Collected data
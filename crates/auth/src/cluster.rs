//! Partner-level calls made with the extension's own credentials

use async_trait::async_trait;
use reqwest::Method;
use serde::{Deserialize, Serialize};

use fdk_core::utils::join_url;
use fdk_core::PlatformError;

use crate::http::{execute, PlatformHttp};

/// Extension metadata held by the platform
#[derive(Debug, Clone, Default, Serialize, Deserialize)]
pub struct ExtensionDetails {
    #[serde(default)]
    pub name: Option<String>,
    #[serde(default)]
    pub base_url: Option<String>,
    /// Scopes granted to the extension
    #[serde(default)]
    pub scope: Option<Vec<String>>,
    #[serde(flatten)]
    pub extra: serde_json::Map<String, serde_json::Value>,
}

#[async_trait]
pub trait ClusterApi: Send + Sync {
    async fn extension_details(
        &self,
        api_key: &str,
        api_secret: &str,
    ) -> Result<ExtensionDetails, PlatformError>;
}

/// Unauthenticated (or partner-authenticated) access to a cluster
#[derive(Clone)]
pub struct ClusterClient {
    http: PlatformHttp,
    cluster: String,
}

impl ClusterClient {
    pub fn new(http: PlatformHttp, cluster: impl Into<String>) -> Self {
        Self {
            http,
            cluster: cluster.into(),
        }
    }

    pub fn cluster(&self) -> &str {
        &self.cluster
    }

    pub fn http(&self) -> &PlatformHttp {
        &self.http
    }

    pub fn url(&self, path: &str) -> String {
        join_url(&self.cluster, path)
    }
}

#[async_trait]
impl ClusterApi for ClusterClient {
    async fn extension_details(
        &self,
        api_key: &str,
        api_secret: &str,
    ) -> Result<ExtensionDetails, PlatformError> {
        let url = self.url(&format!(
            "/service/panel/partners/v1.0/extensions/details/{}",
            api_key
        ));
        let request = self
            .http
            .request(Method::GET, &url, None)?
            .basic_auth(api_key, Some(api_secret));
        execute(request).await
    }
}
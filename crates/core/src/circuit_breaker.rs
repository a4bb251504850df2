//! Circuit breaker guarding the Redis session store
//!
//! After `failure_threshold` consecutive failures the breaker opens and
//! rejects calls for `recovery_timeout`. The next call after that runs as a
//! probe; `success_threshold` probe successes close the breaker again, any
//! probe failure re-opens it.

use std::sync::atomic::{AtomicU32, AtomicU64, Ordering};
use std::time::{SystemTime, UNIX_EPOCH};
use tracing::{info, warn};

#[derive(Debug, Clone, Copy, PartialEq, Eq)]
pub enum BreakerState {
    Closed,
    Open,
    HalfOpen,
}

impl BreakerState {
    fn encode(self) -> u32 {
        match self {
            BreakerState::Closed => 0,
            BreakerState::Open => 1,
            BreakerState::HalfOpen => 2,
        }
    }

    fn decode(raw: u32) -> Self {
        match raw {
            1 => BreakerState::Open,
            2 => BreakerState::HalfOpen,
            _ => BreakerState::Closed,
        }
    }
}

pub struct CircuitBreaker {
    name: String,
    state: AtomicU32,
    consecutive_failures: AtomicU32,
    probe_successes: AtomicU32,
    opened_at: AtomicU64,
    failure_threshold: u32,
    recovery_timeout_secs: u64,
    success_threshold: u32,
}

impl CircuitBreaker {
    pub fn new(
        name: impl Into<String>,
        failure_threshold: u32,
        recovery_timeout_secs: u64,
        success_threshold: u32,
    ) -> Self {
        Self {
            name: name.into(),
            state: AtomicU32::new(BreakerState::Closed.encode()),
            consecutive_failures: AtomicU32::new(0),
            probe_successes: AtomicU32::new(0),
            opened_at: AtomicU64::new(0),
            failure_threshold,
            recovery_timeout_secs,
            success_threshold,
        }
    }

    /// 5 failures to open, 30s cool-down, 2 probe successes to close
    pub fn for_session_store() -> Self {
        Self::new("session-store", 5, 30, 2)
    }

    pub fn state(&self) -> BreakerState {
        let state = BreakerState::decode(self.state.load(Ordering::SeqCst));
        if state == BreakerState::Open {
            let elapsed = unix_now().saturating_sub(self.opened_at.load(Ordering::SeqCst));
            if elapsed >= self.recovery_timeout_secs {
                self.transition(BreakerState::HalfOpen);
                return BreakerState::HalfOpen;
            }
        }
        state
    }

    pub fn allow_request(&self) -> bool {
        self.state() != BreakerState::Open
    }

    pub fn record_success(&self) {
        match self.state() {
            BreakerState::HalfOpen => {
                let successes = self.probe_successes.fetch_add(1, Ordering::SeqCst) + 1;
                if successes >= self.success_threshold {
                    self.transition(BreakerState::Closed);
                    info!("Circuit breaker '{}' closed", self.name);
                }
            }
            _ => self.consecutive_failures.store(0, Ordering::SeqCst),
        }
    }

    pub fn record_failure(&self) {
        match self.state() {
            BreakerState::Closed => {
                let failures = self.consecutive_failures.fetch_add(1, Ordering::SeqCst) + 1;
                if failures >= self.failure_threshold {
                    self.open();
                    warn!(
                        "Circuit breaker '{}' opened after {} consecutive failures",
                        self.name, failures
                    );
                }
            }
            BreakerState::HalfOpen => {
                self.open();
                warn!("Circuit breaker '{}' re-opened by failed probe", self.name);
            }
            BreakerState::Open => {}
        }
    }

    fn open(&self) {
        self.opened_at.store(unix_now(), Ordering::SeqCst);
        self.transition(BreakerState::Open);
    }

    fn transition(&self, to: BreakerState) {
        self.state.store(to.encode(), Ordering::SeqCst);
        self.probe_successes.store(0, Ordering::SeqCst);
        if to == BreakerState::Closed {
            self.consecutive_failures.store(0, Ordering::SeqCst);
        }
    }
}

fn unix_now() -> u64 {
    SystemTime::now()
        .duration_since(UNIX_EPOCH)
        .unwrap_or_default()
        .as_secs()
}
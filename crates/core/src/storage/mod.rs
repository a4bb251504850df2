//! Key-value storage used for sessions
//!
//! Backends implement [`KeyValueStore`]; every key is namespaced with the
//! configured prefix as `"{prefix}:{key}"`.

mod memory;
mod redis_store;

pub use self::memory::MemoryStorage;
pub use self::redis_store::RedisStorage;

use async_trait::async_trait;
use std::collections::HashMap;

use crate::error::StorageError;

#[async_trait]
pub trait KeyValueStore: Send + Sync {
    async fn get(&self, key: &str) -> Result<Option<String>, StorageError>;

    async fn set(&self, key: &str, value: &str) -> Result<(), StorageError>;

    async fn delete(&self, key: &str) -> Result<(), StorageError>;

    /// Set a value that expires after `ttl_seconds`
    async fn setex(&self, key: &str, value: &str, ttl_seconds: u64) -> Result<(), StorageError>;

    async fn hget(&self, key: &str, field: &str) -> Result<Option<String>, StorageError>;

    async fn hset(&self, key: &str, field: &str, value: &str) -> Result<(), StorageError>;

    async fn hgetall(&self, key: &str) -> Result<HashMap<String, String>, StorageError>;
}

/// Normalised key prefix: empty, or `"{prefix}:"`
pub(crate) fn normalize_prefix(prefix: Option<&str>) -> String {
    match prefix {
        Some(p) if !p.is_empty() => format!("{}:", p),
        _ => String::new(),
    }
}
use axum::{
    middleware::from_fn_with_state,
    routing::{get, post},
    Router,
};

use fdk_core::constants::routes;

use crate::handlers::{
    auth_handler, auto_install_handler, install_handler, uninstall_handler, webhook_handler,
};
use crate::middleware::{application_proxy_middleware, platform_api_middleware, session_middleware};
use crate::state::FdkState;

/// `/fp/*` install flow routes, plus the webhook route when `webhook_path` is set
pub fn fdk_routes(state: FdkState, webhook_path: Option<&str>) -> Router {
    let with_session = Router::new()
        .route(routes::AUTH, get(auth_handler))
        .route(routes::AUTO_INSTALL, post(auto_install_handler))
        .route_layer(from_fn_with_state(state.clone(), session_middleware));

    let mut router = Router::new()
        .route(routes::INSTALL, get(install_handler))
        .route(routes::UNINSTALL, post(uninstall_handler))
        .merge(with_session);

    if let Some(path) = webhook_path {
        router = router.route(path, post(webhook_handler));
    }

    router.with_state(state)
}

/// Wrap extension-defined routes so each request carries a session and a platform client
pub fn platform_api_routes(state: FdkState, routes: Router<FdkState>) -> Router {
    routes
        .route_layer(from_fn_with_state(state.clone(), platform_api_middleware))
        .route_layer(from_fn_with_state(state.clone(), session_middleware))
        .with_state(state)
}

/// Wrap storefront proxy routes so each request carries the application context
pub fn application_proxy_routes(state: FdkState, routes: Router<FdkState>) -> Router {
    routes
        .route_layer(from_fn_with_state(state.clone(), application_proxy_middleware))
        .with_state(state)
}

- Exercise directions
Word for word, restate the lines above from the line containing "Redis session store" through the line containing "fn encode(self) ->", with both included and nothing else.

- Result
//! Circuit breaker guarding the Redis session store
//!
//! After `failure_threshold` consecutive failures the breaker opens and
//! rejects calls for `recovery_timeout`. The next call after that runs as a
//! probe; `success_threshold` probe successes close the breaker again, any
//! probe failure re-opens it.

use std::sync::atomic::{AtomicU32, AtomicU64, Ordering};
use std::time::{SystemTime, UNIX_EPOCH};
use tracing::{info, warn};

#[derive(Debug, Clone, Copy, PartialEq, Eq)]
pub enum BreakerState {
    Closed,
    Open,
    HalfOpen,
}

impl BreakerState {
    fn encode(self) -> u32 {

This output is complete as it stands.